• EXERCISE DIRECTIONS:
Your answer must be an exact copy of the listing below.

(DATA SUPPLIED begins)

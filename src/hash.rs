//! The hash algorithm negotiated by the cipher suite, and the handful of values it fixes.
//!
//! # References
//!
//! * [RFC 8446 Section 7.1](https://datatracker.ietf.org/doc/html/rfc8446#section-7.1)

use sha2::{Digest, Sha256, Sha384};

/// The HMAC hash negotiated for a cipher suite.
///
/// Fixes `Hlen`, the length in bytes of every secret, traffic secret, and Finished key this
/// crate produces.
#[derive(Debug, Clone, Copy, PartialEq, Eq)]
#[cfg_attr(feature = "defmt", derive(defmt::Format))]
pub enum HashAlg {
    /// SHA-256, `Hlen = 32`.
    Sha256,
    /// SHA-384, `Hlen = 48`.
    Sha384,
}

impl HashAlg {
    /// `Hlen`: the output length of the negotiated hash, in bytes.
    pub const fn hlen(self) -> usize {
        match self {
            Self::Sha256 => 32,
            Self::Sha384 => 48,
        }
    }

    /// `Hash("")`, produced by snapshotting a freshly initialized hash rather than hardcoded, so
    /// a transposition typo in a literal constant can never silently diverge from the real
    /// algorithm.
    pub fn empty_hash(self) -> crate::Vec<u8> {
        match self {
            Self::Sha256 => Sha256::new().finalize().to_vec(),
            Self::Sha384 => Sha384::new().finalize().to_vec(),
        }
    }
}

#[cfg(test)]
mod tests {
    use super::*;

    #[test]
    fn hlen_matches_rfc() {
        assert_eq!(HashAlg::Sha256.hlen(), 32);
        assert_eq!(HashAlg::Sha384.hlen(), 48);
    }

    #[test]
    fn empty_hash_matches_known_constant() {
        // e3b0c442...b855 is the well known SHA-256 empty-string digest.
        let got = HashAlg::Sha256.empty_hash();
        assert_eq!(got[0], 0xe3);
        assert_eq!(got[31], 0x55);
        assert_eq!(got.len(), 32);
        assert_eq!(HashAlg::Sha384.empty_hash().len(), 48);
    }
}
//! TLS 1.3 cipher suites, and the hash/key/IV lengths they fix for the key schedule.
//!
//! # References
//!
//! * [RFC 8446 Appendix B.4](https://datatracker.ietf.org/doc/html/rfc8446#appendix-b.4)
//! * [RFC 8446 Section 9.1](https://datatracker.ietf.org/doc/html/rfc8446#section-9.1)

use crate::hash::HashAlg;

/// A TLS 1.3 cipher suite.
///
/// Only the hash and AEAD lengths this crate's key schedule and traffic-key derivation need are
/// exposed; negotiating a suite and parsing its wire value belong to the ClientHello/ServerHello
/// parsers, which live outside this crate.
#[derive(Debug, Clone, Copy, PartialEq, Eq)]
#[non_exhaustive]
#[cfg_attr(feature = "defmt", derive(defmt::Format))]
#[allow(non_camel_case_types)]
pub enum CipherSuite {
    /// AES-128-GCM with SHA-256, the suite exercised by the RFC 8448 test vectors.
    TLS_AES_128_GCM_SHA256,
    /// AES-256-GCM with SHA-384.
    TLS_AES_256_GCM_SHA384,
    /// ChaCha20-Poly1305 with SHA-256.
    TLS_CHACHA20_POLY1305_SHA256,
}

impl CipherSuite {
    /// The HMAC hash this suite's key schedule and transcript hash run on.
    pub const fn hash(self) -> HashAlg {
        match self {
            Self::TLS_AES_128_GCM_SHA256 => HashAlg::Sha256,
            Self::TLS_AES_256_GCM_SHA384 => HashAlg::Sha384,
            Self::TLS_CHACHA20_POLY1305_SHA256 => HashAlg::Sha256,
        }
    }

    /// AEAD key length in bytes, `[sender]_write_key`'s length.
    pub const fn key_len(self) -> usize {
        match self {
            Self::TLS_AES_128_GCM_SHA256 => 16,
            Self::TLS_AES_256_GCM_SHA384 => 32,
            Self::TLS_CHACHA20_POLY1305_SHA256 => 32,
        }
    }

    /// AEAD IV length in bytes, `[sender]_write_iv`'s length. Fixed at 12 for every TLS 1.3 AEAD
    /// registered in RFC 8446 section 5.3.
    pub const fn iv_len(self) -> usize {
        12
    }
}

#[cfg(test)]
mod tests {
    use super::*;

    #[test]
    fn sha384_suite_has_48_byte_hash() {
        assert_eq!(
            CipherSuite::TLS_AES_256_GCM_SHA384.hash().hlen(),
            HashAlg::Sha384.hlen()
        );
    }

    #[test]
    fn key_len_matches_every_suite() {
        assert_eq!(CipherSuite::TLS_AES_128_GCM_SHA256.key_len(), 16);
        assert_eq!(CipherSuite::TLS_AES_256_GCM_SHA384.key_len(), 32);
        assert_eq!(CipherSuite::TLS_CHACHA20_POLY1305_SHA256.key_len(), 32);
    }
}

(DATA SUPPLIED ends)

• ANSWER:
filename src/hash.rs
//! The hash algorithm negotiated by the cipher suite, and the handful of values it fixes.
//!
//! # References
//!
//! * [RFC 8446 Section 7.1](https://datatracker.ietf.org/doc/html/rfc8446#section-7.1)

use sha2::{Digest, Sha256, Sha384};

/// The HMAC hash negotiated for a cipher suite.
///
/// Fixes `Hlen`, the length in bytes of every secret, traffic secret, and Finished key this
/// crate produces.
#[derive(Debug, Clone, Copy, PartialEq, Eq)]
#[cfg_attr(feature = "defmt", derive(defmt::Format))]
pub enum HashAlg {
    /// SHA-256, `Hlen = 32`.
    Sha256,
    /// SHA-384, `Hlen = 48`.
    Sha384,
}

impl HashAlg {
    /// `Hlen`: the output length of the negotiated hash, in bytes.
    pub const fn hlen(self) -> usize {
        match self {
            Self::Sha256 => 32,
            Self::Sha384 => 48,
        }
    }

    /// `Hash("")`, produced by snapshotting a freshly initialized hash rather than hardcoded, so
    /// a transposition typo in a literal constant can never silently diverge from the real
    /// algorithm.
    pub fn empty_hash(self) -> crate::Vec<u8> {
        match self {
            Self::Sha256 => Sha256::new().finalize().to_vec(),
            Self::Sha384 => Sha384::new().finalize().to_vec(),
        }
    }
}

#[cfg(test)]
mod tests {
    use super::*;

    #[test]
    fn hlen_matches_rfc() {
        assert_eq!(HashAlg::Sha256.hlen(), 32);
        assert_eq!(HashAlg::Sha384.hlen(), 48);
    }

    #[test]
    fn empty_hash_matches_known_constant() {
        // e3b0c442...b855 is the well known SHA-256 empty-string digest.
        let got = HashAlg::Sha256.empty_hash();
        assert_eq!(got[0], 0xe3);
        assert_eq!(got[31], 0x55);
        assert_eq!(got.len(), 32);
        assert_eq!(HashAlg::Sha384.empty_hash().len(), 48);
    }
}
//! TLS 1.3 cipher suites, and the hash/key/IV lengths they fix for the key schedule.
//!
//! # References
//!
//! * [RFC 8446 Appendix B.4](https://datatracker.ietf.org/doc/html/rfc8446#appendix-b.4)
//! * [RFC 8446 Section 9.1](https://datatracker.ietf.org/doc/html/rfc8446#section-9.1)

use crate::hash::HashAlg;

/// A TLS 1.3 cipher suite.
///
/// Only the hash and AEAD lengths this crate's key schedule and traffic-key derivation need are
/// exposed; negotiating a suite and parsing its wire value belong to the ClientHello/ServerHello
/// parsers, which live outside this crate.
#[derive(Debug, Clone, Copy, PartialEq, Eq)]
#[non_exhaustive]
#[cfg_attr(feature = "defmt", derive(defmt::Format))]
#[allow(non_camel_case_types)]
pub enum CipherSuite {
    /// AES-128-GCM with SHA-256, the suite exercised by the RFC 8448 test vectors.
    TLS_AES_128_GCM_SHA256,
    /// AES-256-GCM with SHA-384.
    TLS_AES_256_GCM_SHA384,
    /// ChaCha20-Poly1305 with SHA-256.
    TLS_CHACHA20_POLY1305_SHA256,
}

impl CipherSuite {
    /// The HMAC hash this suite's key schedule and transcript hash run on.
    pub const fn hash(self) -> HashAlg {
        match self {
            Self::TLS_AES_128_GCM_SHA256 => HashAlg::Sha256,
            Self::TLS_AES_256_GCM_SHA384 => HashAlg::Sha384,
            Self::TLS_CHACHA20_POLY1305_SHA256 => HashAlg::Sha256,
        }
    }

    /// AEAD key length in bytes, `[sender]_write_key`'s length.
    pub const fn key_len(self) -> usize {
        match self {
            Self::TLS_AES_128_GCM_SHA256 => 16,
            Self::TLS_AES_256_GCM_SHA384 => 32,
            Self::TLS_CHACHA20_POLY1305_SHA256 => 32,
        }
    }

    /// AEAD IV length in bytes, `[sender]_write_iv`'s length. Fixed at 12 for every TLS 1.3 AEAD
    /// registered in RFC 8446 section 5.3.
    pub const fn iv_len(self) -> usize {
        12
    }
}

#[cfg(test)]
mod tests {
    use super::*;

    #[test]
    fn sha384_suite_has_48_byte_hash() {
        assert_eq!(
            CipherSuite::TLS_AES_256_GCM_SHA384.hash().hlen(),
            HashAlg::Sha384.hlen()
        );
    }

    #[test]
    fn key_len_matches_every_suite() {
        assert_eq!(CipherSuite::TLS_AES_128_GCM_SHA256.key_len(), 16);
        assert_eq!(CipherSuite::TLS_AES_256_GCM_SHA384.key_len(), 32);
        assert_eq!(CipherSuite::TLS_CHACHA20_POLY1305_SHA256.key_len(), 32);
    }
}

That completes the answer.